Well the other one can be custom filled so you control the overall size.  I think that is the biggest advantage.


----------



## Sapper6 (Jul 27, 2007)

Brian R. VanCise said:


> You just never know. Maybe that person is attempting something and the best counter is to take that elbow shot to the head. (once or twice) :idunno:


 
maybe so, but that bag has a purpose; and it's not for self defense.  it's to train MMA.

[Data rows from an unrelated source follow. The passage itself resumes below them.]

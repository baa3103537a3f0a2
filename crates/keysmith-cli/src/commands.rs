//! CLI command definitions.

use clap::Subcommand;
use keysmith_licensing::Edition;
use std::path::PathBuf;

#[derive(Subcommand)]
pub enum Commands {
    /// Generate a new DSA key pair
    Keygen {
        /// Store the private key in the configuration file
        #[arg(long)]
        save: bool,

        /// Replace a stored key without asking
        #[arg(short, long)]
        yes: bool,
    },

    /// Build and write an authorization file
    Generate {
        /// Hardware id the licenses are bound to
        #[arg(long)]
        hwid: String,

        /// Major version to authorize
        #[arg(long)]
        version: u8,

        /// Edition of the primary license (suite, standard, intro, lite)
        #[arg(short, long, default_value = "suite")]
        edition: Edition,

        /// Directory to write the file into
        #[arg(short, long)]
        output_dir: Option<PathBuf>,
    },

    /// Check every record of an authorization file
    Verify {
        /// Hardware id the licenses should be bound to
        #[arg(long)]
        hwid: String,

        /// Authorization file to check
        file: PathBuf,
    },

    /// Print the public key of the configured private key
    PublicKey,

    /// Manage configuration
    Config {
        #[command(subcommand)]
        command: ConfigCommands,
    },
}

#[derive(Subcommand)]
pub enum ConfigCommands {
    /// Show current configuration
    Show,

    /// Set a configuration value
    Set {
        /// Configuration key
        key: String,
        /// Configuration value
        value: String,
    },

    /// Print the configuration file location
    Path,
}
//! Authorization file reading and writing.
//!
//! The file is line oriented: one rendered record per line, each terminated
//! by `\n`, in batch order.

use crate::edition::Edition;
use crate::record::LicenseRecord;
use keysmith_core::{Error, Result};
use std::fs::{File, OpenOptions};
use std::io::{BufRead, BufReader, BufWriter, Write};
use std::path::Path;
use tracing::{debug, info};

/// Write each record followed by a newline.
pub fn write_records<W: Write>(records: &[LicenseRecord], out: &mut W) -> Result<()> {
    for record in records {
        writeln!(out, "{record}")?;
    }
    Ok(())
}

/// Create or truncate `path` and write the batch to it.
///
/// The handle is dropped on every return path. A failure part way through
/// leaves a partially written file in place.
pub fn write_authorization_file(records: &[LicenseRecord], path: &Path) -> Result<()> {
    let file = open_for_write(path)?;
    let mut writer = BufWriter::new(file);
    write_records(records, &mut writer)?;
    writer.flush()?;

    info!(path = %path.display(), records = records.len(), "Wrote authorization file");
    Ok(())
}

/// Read every non-empty line of an authorization file as a record.
pub fn read_authorization_file(path: &Path) -> Result<Vec<LicenseRecord>> {
    let reader = BufReader::new(File::open(path)?);
    let mut records = Vec::new();
    for (number, line) in reader.lines().enumerate() {
        let line = line?;
        let line = line.trim_end_matches('\r');
        if line.is_empty() {
            continue;
        }
        let record = line
            .parse()
            .map_err(|e| Error::Decode(format!("line {}: {e}", number + 1)))?;
        records.push(record);
    }

    debug!(path = %path.display(), records = records.len(), "Read authorization file");
    Ok(records)
}

/// Conventional file name for an edition and hardware id.
///
/// The hardware id must stay a single path component.
pub fn authorization_file_name(edition: Edition, hwid: &str) -> Result<String> {
    if hwid.is_empty() {
        return Err(Error::Validation("hardware id is empty".to_string()));
    }
    if hwid.chars().any(|c| c == '/' || c == '\\' || c.is_control()) {
        return Err(Error::Validation(format!(
            "hardware id {hwid:?} cannot be used in a file name"
        )));
    }
    Ok(format!("Authorize_{}_{hwid}.auz", edition.name()))
}

#[cfg(unix)]
fn open_for_write(path: &Path) -> Result<File> {
    use std::os::unix::fs::OpenOptionsExt;

    Ok(OpenOptions::new()
        .write(true)
        .create(true)
        .truncate(true)
        .mode(0o600)
        .open(path)?)
}

#[cfg(not(unix))]
fn open_for_write(path: &Path) -> Result<File> {
    Ok(OpenOptions::new()
        .write(true)
        .create(true)
        .truncate(true)
        .open(path)?)
}
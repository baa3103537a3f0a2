//! License issuance for Keysmith.
//!
//! Expands a (hardware id, edition, version) request into the full set of
//! signed records an authorization file must contain, and reads and writes
//! those files.

pub mod batch;
pub mod edition;
pub mod record;
pub mod serial;
pub mod writer;

pub use batch::{
    AUXILIARY_EDITIONS_HIGH, AUXILIARY_EDITIONS_LOW, AUXILIARY_VERSION, BATCH_SIZE, MAX_VERSION,
    batch_plan, build, verify_batch,
};
pub use edition::Edition;
pub use record::{LICENSE_TIER, LicenseRecord, render_template};
pub use serial::{Serial, fix_group_checksum, group_checksum, overall_checksum};
pub use writer::{
    authorization_file_name, read_authorization_file, write_authorization_file, write_records,
};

from a bystander POV, you take a guy down and start pounding him, you just became the aggressor.  once the attacker is down, the logical (and publicly accepted) option is to flee.  ground and pound is for the octagon, eh?


----------



## Brian R. VanCise (Jul 27, 2007)

Sapper6 said:


> maybe so, but that bag has a purpose; and it's not for self defense. it's to train MMA.
> 
> from a bystander POV, you take a guy down and start pounding him, you just became the aggressor. once the attacker is down, the logical (and publicly accepted) option is to flee. ground and pound is for the octagon, eh?


 
Sapper I see you point and yet I do not think you can rule out striking if you are in the mount.  You may have to strike to move into a choke, etc.  Or he/she may reach for a weapon and you are unable to neutralize their limb so a strike may be warranted.  Personally I live by a rule of their simply are *no absolutes* so you need to train for many or all eventualities.


----------



## Sapper6 (Jul 27, 2007)

Brian R. VanCise said:


> Sapper I see you point and yet I do not think you can rule out striking if you are in the mount. You may have to strike to move into a choke, etc. Or he/she may reach for a weapon and you are unable to neutralize their limb so a strike may be warranted. Personally I live by a rule of their simply are *no absolutes* so you need to train for many or all eventualities.


 
agreed.  

rather than spend the money, why not just toss your heavy bag on the mat and pound away?  not really a need to spend the extra $$ when you most likely already have what is needed.


----------



## Brian R. VanCise (Jul 27, 2007)

Sapper6 said:


> agreed.
> 
> rather than spend the money, why not just toss your heavy bag on the mat and pound away? not really a need to spend the extra $$ when you most likely already have what is needed.


 
Well I have lots of training tools, grappling dummies, etc.  Yet I am always looking for new tools to workout with.  Things that have a slight variation from another, etc.  That way I am constantly working with new or different equipment.


----------